⟨
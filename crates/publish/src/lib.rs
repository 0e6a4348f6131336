//! dshop-publish - Publishing library for static shop builds.
//!
//! This crate stages a built shop, uploads it to content-addressed storage,
//! warms gateway caches, points the shop's subdomain at the new content and
//! records the deployment.
//!
//! # Example
//!
//! ```no_run
//! use dshop_publish::{
//!     CommandDnsUpdater, ConfigRef, DeploymentRequest, FileConfigResolver, HttpPrimer,
//!     IpfsDeployPublisher, JsonFileStore, KuboClient, NetworkDescriptor, ShopDeployer,
//!     ShopRef, StagingAssembler,
//! };
//!
//! # async fn example() -> anyhow::Result<()> {
//! let deployer = ShopDeployer {
//!     resolver: FileConfigResolver::default(),
//!     assembler: StagingAssembler::new("dist"),
//!     aggregate: IpfsDeployPublisher::default(),
//!     local: KuboClient::new()?,
//!     primer: HttpPrimer::new()?,
//!     dns: CommandDnsUpdater::default(),
//!     store: JsonFileStore::at_default_location()?,
//! };
//!
//! let outcome = deployer
//!     .deploy(&DeploymentRequest {
//!         output_dir: "out/acme".into(),
//!         data_dir_name: "acme".to_string(),
//!         network: NetworkDescriptor {
//!             network_id: 999,
//!             ipfs_api: Some("http://localhost:5001".to_string()),
//!             config: ConfigRef::from("networks/local.toml"),
//!         },
//!         subdomain: "acme".to_string(),
//!         shop: ShopRef { id: 1 },
//!     })
//!     .await?;
//! println!("{:?}", outcome.content_hash);
//! # Ok(())
//! # }
//! ```

pub mod address;
mod config;
pub mod dns;
mod error;
mod fs;
mod http;
mod pipeline;
pub mod primer;
mod publisher;
pub mod staging;
mod store;

pub use address::url_to_peer_address;
pub use config::{
    ClusterCredentials, ConfigRef, ConfigResolver, DEFAULT_CLUSTER_USER, DnsProvider,
    FileConfigResolver, NetworkDescriptor, NetworkLabel, PinataCredentials, RawNetworkConfig,
    ResolvedNetworkConfig,
};
pub use dns::{CommandDnsUpdater, DnsRecords, DnsUpdater};
pub use error::{AddressError, DeployError, Stage};
pub use pipeline::{DeploymentOutcome, DeploymentRequest, ShopDeployer, ShopRef};
pub use primer::{HttpPrimer, PrimeReport, Primer};
pub use publisher::{
    AddedEntry, AggregatePublish, AggregatePublisher, IpfsDeployCmdBuilder, IpfsDeployPublisher,
    KuboClient, LOCAL_NODE_MARKER, LocalNodeClient, PINATA_GATEWAY, PinningBackend,
    PublishResult, PublishStrategy,
};
pub use staging::{PublicShopConfig, StagedSite, StagingAssembler};
pub use store::{DeploymentRecord, DeploymentStore, JsonFileStore, NewDeployment, STORE_FILENAME};
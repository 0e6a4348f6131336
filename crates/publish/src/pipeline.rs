//! The publish pipeline: stage, publish, prime, update DNS, record.

use std::path::PathBuf;

use serde::{Deserialize, Serialize};

use crate::{
    AggregatePublisher, ConfigResolver, DeployError, DeploymentStore, DnsRecords, DnsUpdater,
    LocalNodeClient, NetworkDescriptor, NewDeployment, PrimeReport, Primer, PublishStrategy,
    ResolvedNetworkConfig, Stage, StagingAssembler,
    dns::{DNS_GATEWAY_HOST, domain_url, validate_subdomain},
    primer::{prime_all, prime_targets},
};

/// The shop a deployment belongs to.
#[derive(Debug, Clone, Copy, PartialEq, Eq, Hash, Serialize, Deserialize)]
pub struct ShopRef {
    pub id: u64,
}

/// Input to one pipeline run.
///
/// Concurrent runs must use distinct `output_dir`s; the staging step wipes
/// `{output_dir}/public`.
#[derive(Debug, Clone, PartialEq, Eq, Serialize, Deserialize)]
pub struct DeploymentRequest {
    /// Holds the shop's `data` directory; `public` is staged next to it.
    pub output_dir: PathBuf,
    pub data_dir_name: String,
    pub network: NetworkDescriptor,
    pub subdomain: String,
    pub shop: ShopRef,
}

/// Result of a successful pipeline run.
#[derive(Debug, Clone, PartialEq, Eq)]
pub struct DeploymentOutcome {
    pub deployment_id: u64,
    pub content_hash: Option<String>,
    pub domain: Option<String>,
    pub gateway: Option<String>,
    /// Empty unless content went to remote pinning backends.
    pub prime: PrimeReport,
}

/// Runs deployments against a fixed set of collaborators.
#[derive(Debug, Clone)]
pub struct ShopDeployer<C, A, L, P, D, S> {
    pub resolver: C,
    pub assembler: StagingAssembler,
    pub aggregate: A,
    pub local: L,
    pub primer: P,
    pub dns: D,
    pub store: S,
}

impl<C, A, L, P, D, S> ShopDeployer<C, A, L, P, D, S>
where
    C: ConfigResolver,
    A: AggregatePublisher,
    L: LocalNodeClient,
    P: Primer,
    D: DnsUpdater,
    S: DeploymentStore,
{
    /// Run the whole pipeline for one request.
    ///
    /// Stops at the first fatal error. Priming failures are only reported in
    /// [`DeploymentOutcome::prime`].
    pub async fn deploy(
        &self,
        request: &DeploymentRequest,
    ) -> Result<DeploymentOutcome, DeployError> {
        tracing::info!(
            shop_id = request.shop.id,
            network_id = request.network.network_id,
            output_dir = %request.output_dir.display(),
            "Starting shop deployment..."
        );

        let config = self
            .resolver
            .get_config(&request.network.config)
            .map_err(DeployError::at(Stage::Config))?;

        if config.dns.is_some() {
            validate_subdomain(&request.subdomain).map_err(DeployError::at(Stage::Dns))?;
        }

        let staged = self
            .assembler
            .assemble(
                &request.output_dir,
                &request.data_dir_name,
                request.network.label(),
            )
            .await
            .map_err(DeployError::at(Stage::Staging))?;

        let strategy = PublishStrategy::select(&request.network, &config)?;
        let published = strategy
            .execute(
                &staged.public_dir,
                &request.data_dir_name,
                &self.aggregate,
                &self.local,
            )
            .await?;

        let prime = match (&strategy, &published.content_hash) {
            (PublishStrategy::Aggregated { .. }, Some(hash)) => {
                let targets = prime_targets(hash, &strategy, &config);
                prime_all(&self.primer, &targets, &staged.public_dir).await
            }
            _ => PrimeReport::default(),
        };

        let domain = self
            .update_domain(&config, &request.subdomain, published.content_hash.as_deref())
            .await?;

        let record = self
            .store
            .create(NewDeployment {
                shop_id: request.shop.id,
                domain: domain.clone(),
                gateway: published.gateway.clone(),
                content_hash: published.content_hash.clone(),
            })
            .await
            .map_err(DeployError::at(Stage::Record))?;

        tracing::info!(
            id = record.id,
            domain = ?record.domain,
            gateway = ?record.gateway,
            hash = ?record.content_hash,
            "Recorded shop deployment"
        );

        Ok(DeploymentOutcome {
            deployment_id: record.id,
            content_hash: record.content_hash,
            domain: record.domain,
            gateway: record.gateway,
            prime,
        })
    }

    /// Point the subdomain at the content when a DNS provider is configured.
    async fn update_domain(
        &self,
        config: &ResolvedNetworkConfig,
        subdomain: &str,
        content_hash: Option<&str>,
    ) -> Result<Option<String>, DeployError> {
        let Some(provider) = &config.dns else {
            return Ok(None);
        };

        let zone = config.domain.as_deref().ok_or_else(|| {
            DeployError::at(Stage::Dns)(anyhow::anyhow!(
                "DNS provider {provider} has no domain zone"
            ))
        })?;

        let Some(content_hash) = content_hash else {
            tracing::warn!(
                provider = %provider,
                "Nothing was published, leaving DNS records untouched"
            );
            return Ok(None);
        };

        let domain = domain_url(subdomain, zone);
        tracing::info!(domain = %domain, provider = %provider, "Updating DNS records");

        self.dns
            .set_records(DnsRecords {
                provider,
                gateway_host: DNS_GATEWAY_HOST,
                zone,
                subdomain,
                content_hash,
            })
            .await
            .map_err(DeployError::at(Stage::Dns))?;

        Ok(Some(domain))
    }
}
//! Translation of HTTP service URLs into the peer address format used by the
//! clustering backend.

use url::{Host, Url};

use crate::AddressError;

/// Convert an `http`/`https` URL into `/{ip4|dns4}/{host}/tcp/{port}/{scheme}{path}`.
///
/// The host segment keeps the URL's explicit port (`10.0.0.1:9094`), so the port
/// shows up twice in the result. Downstream consumers have always received this
/// shape; do not strip it here.
///
/// IPv6 hosts are rejected with [`AddressError::Ipv6Unsupported`].
pub fn url_to_peer_address(raw: &str) -> Result<String, AddressError> {
    let url = Url::parse(raw).map_err(|e| AddressError::InvalidUrl {
        url: raw.to_string(),
        reason: e.to_string(),
    })?;

    let default_port = match url.scheme() {
        "https" => 443,
        "http" => 80,
        other => return Err(AddressError::UnsupportedProtocol(other.to_string())),
    };

    let (proto, host) = match url.host() {
        Some(Host::Ipv4(addr)) => ("ip4", addr.to_string()),
        Some(Host::Domain(domain)) => ("dns4", domain.to_string()),
        Some(Host::Ipv6(addr)) => return Err(AddressError::Ipv6Unsupported(addr.to_string())),
        None => {
            return Err(AddressError::InvalidUrl {
                url: raw.to_string(),
                reason: "missing host".to_string(),
            });
        }
    };

    // `Url::port` is `None` when the port is absent or equal to the scheme default.
    let (host, port) = match url.port() {
        Some(port) => (format!("{host}:{port}"), port),
        None => (host, default_port),
    };

    Ok(format!(
        "/{proto}/{host}/tcp/{port}/{}{}",
        url.scheme(),
        url.path()
    ))
}
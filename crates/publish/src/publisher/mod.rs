//! Uploading the staged directory to content-addressed storage.
//!
//! Each service is in its own submodule:
//! - `ipfs_deploy` - aggregated upload to remote pinning backends
//! - `kubo` - direct upload to a local node's HTTP API

mod ipfs_deploy;
mod kubo;

use std::{future::Future, path::Path};

use anyhow::Result;

pub use ipfs_deploy::{IpfsDeployCmdBuilder, IpfsDeployPublisher};
pub use kubo::KuboClient;

use crate::{
    AddressError, DeployError, NetworkDescriptor, ResolvedNetworkConfig, Stage,
    address::url_to_peer_address,
};

/// Gateway reported for content uploaded through remote pinning backends.
pub const PINATA_GATEWAY: &str = "https://gateway.pinata.cloud";

/// Substring that marks a storage endpoint as a local development node.
pub const LOCAL_NODE_MARKER: &str = "localhost";

/// A remote backend that retains uploaded content.
#[derive(Debug, Clone, PartialEq, Eq, strum::IntoStaticStr)]
#[strum(serialize_all = "kebab-case")]
pub enum PinningBackend {
    /// A clustering node, addressed by peer address.
    IpfsCluster {
        host: String,
        username: String,
        password: String,
    },
    /// The Pinata pinning service.
    Pinata {
        api_key: String,
        secret_api_key: String,
    },
}

impl PinningBackend {
    /// Name understood by the aggregating publisher.
    pub fn name(&self) -> &'static str {
        self.into()
    }
}

/// How the staged directory gets published, selected once per run.
#[derive(Debug, Clone, PartialEq, Eq)]
pub enum PublishStrategy {
    /// Upload to every listed backend through the aggregating publisher.
    Aggregated { backends: Vec<PinningBackend> },
    /// Add the directory straight to a local node.
    LocalNode { api_url: String },
    /// Nothing configured and not a development node.
    Skipped,
}

impl PublishStrategy {
    /// Pick the strategy for a network.
    ///
    /// Remote backends win over a local node; the clustering backend is listed
    /// before Pinata.
    pub fn select(
        network: &NetworkDescriptor,
        config: &ResolvedNetworkConfig,
    ) -> Result<Self, AddressError> {
        let mut backends = Vec::new();

        if let (Some(api), Some(cluster)) = (&network.ipfs_api, &config.cluster) {
            let host = url_to_peer_address(api)?;
            tracing::info!(host = %host, "Connecting to cluster");
            backends.push(PinningBackend::IpfsCluster {
                host,
                username: cluster.username.clone(),
                password: cluster.password.clone(),
            });
        }

        if let Some(pinata) = &config.pinata {
            backends.push(PinningBackend::Pinata {
                api_key: pinata.api_key.clone(),
                secret_api_key: pinata.secret_api_key.clone(),
            });
        }

        if !backends.is_empty() {
            return Ok(Self::Aggregated { backends });
        }

        match &network.ipfs_api {
            Some(api) if api.contains(LOCAL_NODE_MARKER) => Ok(Self::LocalNode {
                api_url: api.clone(),
            }),
            _ => Ok(Self::Skipped),
        }
    }

    pub fn uses_backend(&self, name: &str) -> bool {
        match self {
            Self::Aggregated { backends } => backends.iter().any(|b| b.name() == name),
            _ => false,
        }
    }
}

/// Outcome of the publish stage.
#[derive(Debug, Clone, Default, PartialEq, Eq)]
pub struct PublishResult {
    /// Unset only when publishing was skipped.
    pub content_hash: Option<String>,
    pub gateway: Option<String>,
}

/// Arguments for one aggregated upload.
#[derive(Debug, Clone, Copy)]
pub struct AggregatePublish<'a> {
    pub directory: &'a Path,
    pub backends: &'a [PinningBackend],
    /// Label the backends file the upload under.
    pub site_label: &'a str,
}

/// Uploads a directory to several pinning backends and returns one content identifier.
///
/// `Ok(None)` means the upload ran but produced no identifier.
pub trait AggregatePublisher {
    fn publish(
        &self,
        request: AggregatePublish<'_>,
    ) -> impl Future<Output = Result<Option<String>>> + Send;
}

/// One item reported by a local node while adding a directory.
#[derive(Debug, Clone, PartialEq, Eq)]
pub struct AddedEntry {
    pub name: String,
    pub hash: String,
}

/// Client for a local node's add operation.
pub trait LocalNodeClient {
    /// Add `directory` recursively. The last entry is the directory root.
    fn add_recursive(
        &self,
        api_url: &str,
        directory: &Path,
    ) -> impl Future<Output = Result<Vec<AddedEntry>>> + Send;
}

impl PublishStrategy {
    /// Run the selected strategy against the staged directory.
    pub async fn execute<A, L>(
        &self,
        directory: &Path,
        site_label: &str,
        aggregate: &A,
        local: &L,
    ) -> Result<PublishResult, DeployError>
    where
        A: AggregatePublisher,
        L: LocalNodeClient,
    {
        match self {
            Self::Aggregated { backends } => {
                let names: Vec<&str> = backends.iter().map(PinningBackend::name).collect();
                tracing::info!(backends = ?names, "Publishing to pinning backends");

                let hash = aggregate
                    .publish(AggregatePublish {
                        directory,
                        backends,
                        site_label,
                    })
                    .await
                    .map_err(DeployError::at(Stage::Publish))?
                    .filter(|hash| !hash.is_empty())
                    .ok_or_else(|| {
                        DeployError::PublishFailed(format!(
                            "no content identifier returned by {}",
                            names.join(", ")
                        ))
                    })?;

                tracing::info!(hash = %hash, "Deployed shop to pinning backends");

                Ok(PublishResult {
                    content_hash: Some(hash),
                    gateway: Some(PINATA_GATEWAY.to_string()),
                })
            }
            Self::LocalNode { api_url } => {
                let entries = local
                    .add_recursive(api_url, directory)
                    .await
                    .map_err(DeployError::at(Stage::Publish))?;

                let hash = entries
                    .last()
                    .map(|entry| entry.hash.clone())
                    .filter(|hash| !hash.is_empty())
                    .ok_or_else(|| {
                        DeployError::PublishFailed(format!("local node {api_url} added nothing"))
                    })?;

                tracing::info!(hash = %hash, files = entries.len(), "Deployed shop on local node");

                Ok(PublishResult {
                    content_hash: Some(hash),
                    gateway: Some(api_url.clone()),
                })
            }
            Self::Skipped => {
                tracing::info!(
                    "Shop not published: no pinning backend configured and not a dev environment"
                );
                Ok(PublishResult::default())
            }
        }
    }
}

#[cfg(test)]
mod tests {
    use super::*;
    use crate::{ClusterCredentials, ConfigRef, PinataCredentials};

    fn network(ipfs_api: Option<&str>) -> NetworkDescriptor {
        NetworkDescriptor {
            network_id: 1,
            ipfs_api: ipfs_api.map(str::to_string),
            config: ConfigRef::from("mainnet.toml"),
        }
    }

    fn cluster() -> Option<ClusterCredentials> {
        Some(ClusterCredentials {
            username: "dshop".to_string(),
            password: "pw".to_string(),
        })
    }

    fn pinata() -> Option<PinataCredentials> {
        Some(PinataCredentials {
            api_key: "key".to_string(),
            secret_api_key: "secret".to_string(),
        })
    }

    #[test]
    fn test_backend_names() {
        let backend = PinningBackend::Pinata {
            api_key: String::new(),
            secret_api_key: String::new(),
        };
        assert_eq!(backend.name(), "pinata");

        let backend = PinningBackend::IpfsCluster {
            host: String::new(),
            username: String::new(),
            password: String::new(),
        };
        assert_eq!(backend.name(), "ipfs-cluster");
    }

    #[test]
    fn test_select_both_backends() {
        let config = ResolvedNetworkConfig {
            cluster: cluster(),
            pinata: pinata(),
            ..Default::default()
        };

        let strategy =
            PublishStrategy::select(&network(Some("https://10.0.0.1:9094/")), &config).unwrap();

        assert_eq!(
            strategy,
            PublishStrategy::Aggregated {
                backends: vec![
                    PinningBackend::IpfsCluster {
                        host: "/ip4/10.0.0.1:9094/tcp/9094/https/".to_string(),
                        username: "dshop".to_string(),
                        password: "pw".to_string(),
                    },
                    PinningBackend::Pinata {
                        api_key: "key".to_string(),
                        secret_api_key: "secret".to_string(),
                    },
                ]
            }
        );
        assert!(strategy.uses_backend("pinata"));
    }

    #[test]
    fn test_select_cluster_needs_endpoint() {
        let config = ResolvedNetworkConfig {
            cluster: cluster(),
            ..Default::default()
        };

        assert_eq!(
            PublishStrategy::select(&network(None), &config).unwrap(),
            PublishStrategy::Skipped
        );
    }

    #[test]
    fn test_select_pinning_beats_local_node() {
        let config = ResolvedNetworkConfig {
            pinata: pinata(),
            ..Default::default()
        };

        let strategy =
            PublishStrategy::select(&network(Some("http://localhost:5001")), &config).unwrap();
        assert!(matches!(strategy, PublishStrategy::Aggregated { ref backends } if backends.len() == 1));
        assert!(!strategy.uses_backend("ipfs-cluster"));
    }

    #[test]
    fn test_select_local_node() {
        let strategy = PublishStrategy::select(
            &network(Some("http://localhost:5001")),
            &ResolvedNetworkConfig::default(),
        )
        .unwrap();

        assert_eq!(
            strategy,
            PublishStrategy::LocalNode {
                api_url: "http://localhost:5001".to_string()
            }
        );
    }

    #[test]
    fn test_select_skipped() {
        let config = ResolvedNetworkConfig::default();
        assert_eq!(
            PublishStrategy::select(&network(Some("https://ipfs.example.com")), &config).unwrap(),
            PublishStrategy::Skipped
        );
        assert_eq!(
            PublishStrategy::select(&network(None), &config).unwrap(),
            PublishStrategy::Skipped
        );
    }

    #[test]
    fn test_select_bad_cluster_endpoint() {
        let config = ResolvedNetworkConfig {
            cluster: cluster(),
            ..Default::default()
        };

        assert_eq!(
            PublishStrategy::select(&network(Some("ftp://cluster.example.com")), &config),
            Err(AddressError::UnsupportedProtocol("ftp".to_string()))
        );
    }
}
⟩
> **Problem details**
Looking at the material above, state the number of lines holding the word "pipeline", and only that number.

> **Reply**
7